---- RECORD SET

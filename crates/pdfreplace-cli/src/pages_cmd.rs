use std::path::{Path, PathBuf};

use crate::shared::{fail, read_input, write_output};

pub fn merge(files: &[PathBuf], output: &Path) -> Result<(), i32> {
    let inputs = files
        .iter()
        .map(|f| read_input(f))
        .collect::<Result<Vec<_>, _>>()?;
    let merged = pdfreplace::merge_pdfs(&inputs).map_err(fail)?;
    write_output(output, &merged)?;
    println!("Merged {} files into {}", files.len(), output.display());
    Ok(())
}

pub fn reorder(file: &Path, order: &str, output: &Path) -> Result<(), i32> {
    let bytes = read_input(file)?;
    let reordered = pdfreplace::reorder_pages(&bytes, order).map_err(fail)?;
    write_output(output, &reordered)?;
    println!("Wrote {}", output.display());
    Ok(())
}

pub fn remove(file: &Path, pages: &str, output: &Path) -> Result<(), i32> {
    let bytes = read_input(file)?;
    let trimmed = pdfreplace::remove_pages(&bytes, pages).map_err(fail)?;
    write_output(output, &trimmed)?;
    println!("Wrote {}", output.display());
    Ok(())
}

--------

WHAT IS REQUIRED | Looking at the entries above, count the lines that contain the string "bytes", then give the number and nothing else.

EXERCISE SOLUTION | 4